7.2 Financial Cap on Liability
Subject to clause 7.1, the total aggregate liability of the Company to the Client for any and all claims arising under or in connection with this Agreement, whether in contract, tort (including negligence), breach of statutory duty or otherwise, shall be capped at an amount equal to the total sum actually paid by the Client to the Company for the specific transaction giving rise to the claim.
7.3 Excluded Losses (Business Clients Only)
Subject to clause 7.1, where the Client is a Business Client, the Company shall not be liable for any loss of profit, loss of revenue, loss of anticipated savings, loss of business opportunity, loss of investment or funding, or any indirect or consequential loss.

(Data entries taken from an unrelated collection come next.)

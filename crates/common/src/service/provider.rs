use std::fmt::{Debug, Display};

use async_trait::async_trait;

use crate::share::{Rotation, ShareId, ShareKeyring};

#[derive(thiserror::Error, Debug, Clone, PartialEq, Eq)]
pub enum ShareKeyProviderError<T> {
    #[error("unhandled share key provider error: {0}")]
    Provider(#[from] T),
    #[error("share {0} not found")]
    ShareNotFound(ShareId),
    /// A publish would drop a rotation the provider still holds, or
    ///  would reuse one with different key material
    #[error("publish conflicts with rotation {rotation} of share {share_id}")]
    Conflict { share_id: ShareId, rotation: Rotation },
}

/// Where keyrings come from and where new key generations go
///
/// Implementations must make `publish` atomic: a reader sees either the old
///  keyring or the new one, never a mix.
#[async_trait]
pub trait ShareKeyProvider: Send + Sync + Debug + Clone + 'static {
    type Error: Display + Debug + Send;

    async fn exists(&self, share_id: ShareId) -> Result<bool, ShareKeyProviderError<Self::Error>>;

    /// Get the full keyring for a share
    ///
    /// # Returns
    /// * `Ok(ShareKeyring)` - Every published rotation, retired ones included
    /// * `Err(ShareKeyProviderError::ShareNotFound)` - Nothing was ever published for `share_id`
    async fn keyring(
        &self,
        share_id: ShareId,
    ) -> Result<ShareKeyring, ShareKeyProviderError<Self::Error>>;

    /// Replace the stored keyring for a share
    ///
    /// Should fail with `ShareKeyProviderError::Conflict` if `keyring` is
    ///  missing a rotation that is currently stored, or changes the
    ///  fingerprint of one.
    async fn publish(&self, keyring: ShareKeyring)
        -> Result<(), ShareKeyProviderError<Self::Error>>;

    /// Rotations currently published for a share, oldest first
    async fn rotations(
        &self,
        share_id: ShareId,
    ) -> Result<Vec<Rotation>, ShareKeyProviderError<Self::Error>> {
        let keyring = self.keyring(share_id).await?;
        Ok(keyring.keys().iter().map(|key| key.rotation).collect())
    }
}

/// Check `next` can replace `current` without losing or altering a key
pub(crate) fn check_publish(
    current: &ShareKeyring,
    next: &ShareKeyring,
) -> Result<(), (ShareId, Rotation)> {
    for key in current.keys() {
        match next.by_rotation(key.rotation) {
            Ok(replacement) if replacement.fingerprint == key.fingerprint => {}
            _ => return Err((current.share_id(), key.rotation)),
        }
    }
    Ok(())
}
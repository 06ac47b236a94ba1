//! Signed-message construction.
//!
//! Every detached signature in the vault signs a message built here: a
//! context label followed by length-prefixed parts. A signature made for one
//! purpose can therefore never be replayed as another.

/// What a signature attests to
#[derive(Debug, Clone, Copy, PartialEq, Eq)]
pub enum Attestation {
    /// An identity accepting a share key (signs the key fingerprint)
    Acceptance,
    /// An inviter vouching that a share key was sent to a named invitee
    InviterAcceptance,
    /// A legacy vault signing key vouching for the vault key
    VaultKey,
    /// A legacy vault signing key vouching for an item key and its author
    ItemKey,
    /// An author signing item content ciphertext
    ItemContent,
    /// A member or vault key signing encrypted vault metadata
    VaultMetadata,
}

impl Attestation {
    pub const fn label(&self) -> &'static [u8] {
        match self {
            Attestation::Acceptance => b"sealvault:acceptance",
            Attestation::InviterAcceptance => b"sealvault:inviter-acceptance",
            Attestation::VaultKey => b"sealvault:vault-key",
            Attestation::ItemKey => b"sealvault:item-key-signature",
            Attestation::ItemContent => b"sealvault:item-content-signature",
            Attestation::VaultMetadata => b"sealvault:vault-metadata-signature",
        }
    }

    /// Build the byte string that gets signed
    pub fn message(&self, parts: &[&[u8]]) -> Vec<u8> {
        let label = self.label();
        let len = label.len() + parts.iter().map(|p| p.len() + 8).sum::<usize>();
        let mut out = Vec::with_capacity(len);
        out.extend_from_slice(label);
        for part in parts {
            out.extend_from_slice(&(part.len() as u64).to_be_bytes());
            out.extend_from_slice(part);
        }
        out
    }
}

#[cfg(test)]
mod test {
    use super::*;

    #[test]
    fn test_parts_are_unambiguous() {
        let a = Attestation::ItemKey.message(&[b"ab", b"c"]);
        let b = Attestation::ItemKey.message(&[b"a", b"bc"]);
        assert_ne!(a, b);
    }

    #[test]
    fn test_contexts_are_separated() {
        let a = Attestation::Acceptance.message(&[b"fp"]);
        let b = Attestation::VaultKey.message(&[b"fp"]);
        assert_ne!(a, b);
    }
}
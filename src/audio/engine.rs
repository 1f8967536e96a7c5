use std::time::Duration;

use super::frame::StereoFrame;
use super::voice::Voice;
use crate::audio_api::AudioCommand;

const MAX_VOICES: usize = 32; // hard cap so we wont malloc in audio callback

/// The shared output level. Mute doesn't step the level; it ramps it over a
/// fixed number of frames so there's no click.
#[derive(Clone, Debug)]
pub struct MasterGain {
    current: f32,
    target: f32,
    step: f32,
    ramp_frames: u32,
}

impl MasterGain {
    pub fn new(sample_rate: u32, ramp: Duration) -> Self {
        let ramp_frames = (sample_rate as f64 * ramp.as_secs_f64()).round().max(1.0) as u32;
        Self {
            current: 1.0,
            target: 1.0,
            step: 0.0,
            ramp_frames,
        }
    }

    pub fn set_muted(&mut self, muted: bool) {
        self.target = if muted { 0.0 } else { 1.0 };
        self.step = (self.target - self.current) / self.ramp_frames as f32;
    }

    pub fn level(&self) -> f32 {
        self.current
    }

    pub fn ramp_frames(&self) -> u32 {
        self.ramp_frames
    }

    #[inline]
    pub fn next(&mut self) -> f32 {
        if self.current != self.target {
            self.current += self.step;
            // snap once we've reached or crossed the target
            if (self.step > 0.0 && self.current >= self.target)
                || (self.step < 0.0 && self.current <= self.target)
                || self.step == 0.0
            {
                self.current = self.target;
            }
        }
        self.current
    }
}

/// The mixer. Lives on the audio thread; every play request gets its own
/// voice and they all sum into one output through the master gain.
pub struct Engine {
    voices: Vec<Option<Voice>>, // fixed pool of voices
    master: MasterGain,
}

impl Engine {
    pub fn new(sample_rate: u32, mute_ramp: Duration) -> Self {
        Self {
            voices: (0..MAX_VOICES).map(|_| None).collect(),
            master: MasterGain::new(sample_rate, mute_ramp),
        }
    }

    pub fn handle_cmd(&mut self, cmd: AudioCommand) {
        match cmd {
            AudioCommand::Play { buffer, gain } => self.start_voice(Voice::new(buffer, gain)),
            AudioCommand::SetMuted { muted } => self.master.set_muted(muted),
            AudioCommand::StopAll => self.voices.iter_mut().for_each(|v| *v = None),
        }
    }

    fn start_voice(&mut self, voice: Voice) {
        // what slot do we write to? a free one, or steal whoever is furthest along
        let slot = self
            .voices
            .iter()
            .position(Option::is_none)
            .or_else(|| {
                self.voices
                    .iter()
                    .enumerate()
                    .max_by_key(|(_, v)| v.as_ref().map_or(0, Voice::pos))
                    .map(|(i, _)| i)
            })
            .unwrap_or(0);
        self.voices[slot] = Some(voice);
    }

    pub fn active_voices(&self) -> usize {
        self.voices.iter().filter(|v| v.is_some()).count()
    }

    pub fn master_level(&self) -> f32 {
        self.master.level()
    }

    pub fn render_block(&mut self, frames: &mut [StereoFrame]) {
        frames.fill(StereoFrame::zero());
        for slot in self.voices.iter_mut() {
            if let Some(voice) = slot {
                if !voice.render_into(frames) {
                    *slot = None;
                }
            }
        }
        for frame in frames.iter_mut() {
            *frame = frame.scaled(self.master.next());
        }
    }
}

7.4 No Guarantee of Outcome; Non-Reliance
The Company does not represent, warrant or guarantee that any product or service will result in investment, funding, returns, or any particular commercial outcome, and the Client acknowledges that it has not relied on, and shall have no remedy in respect of, any such statement or assurance, save in the case of fraudulent misrepresentation.
8. Indemnities (Business Clients Only)
Where the Client is a Business Client, the Client shall indemnify the Company and its directors, and keep them indemnified on demand, against all liabilities, costs, expenses, damages and losses (including reasonable legal costs) suffered or incurred by them arising out of or in connection with: (a) any inaccurate, non-compliant, misleading or infringing data, claims or materials provided by the Client for integration into Deliverables; or (b) the Client’s use or misuse of any Digital Product, including any outreach or communication conducted using a Data Product. The Company shall be entitled to conduct the defence and settlement of any claim to which this Section applies. This Section does not apply to Consumers.
9. Regulatory Status
Neither the Company nor any of its directors or personnel is authorised or regulated by the FCA or any other financial services regulator. The Company does not carry on any regulated activity, and nothing in any product, Deliverable, Data Product or communication from the Company constitutes investment advice, a regulated financial promotion, or an invitation or inducement to engage in investment activity. The Client is solely responsible for ensuring that any communication it makes to investors or prospective investors, including any communication using or incorporating a Deliverable or Data Product, complies with applicable law, including section 21 of the Financial Services and Markets Act 2000 and any requirement for approval of financial promotions.
10. Consumer Rights
Nothing in this Agreement excludes, limits or restricts any rights or remedies that a Consumer has under applicable law, including the Consumer Rights Act 2015 and the Consumer Contracts (Information, Cancellation and Additional Charges) Regulations 2013, to the extent that such rights cannot lawfully be excluded or limited. Where any provision of this Agreement is expressed to apply to Business Clients only, it shall not be enforced against a Consumer.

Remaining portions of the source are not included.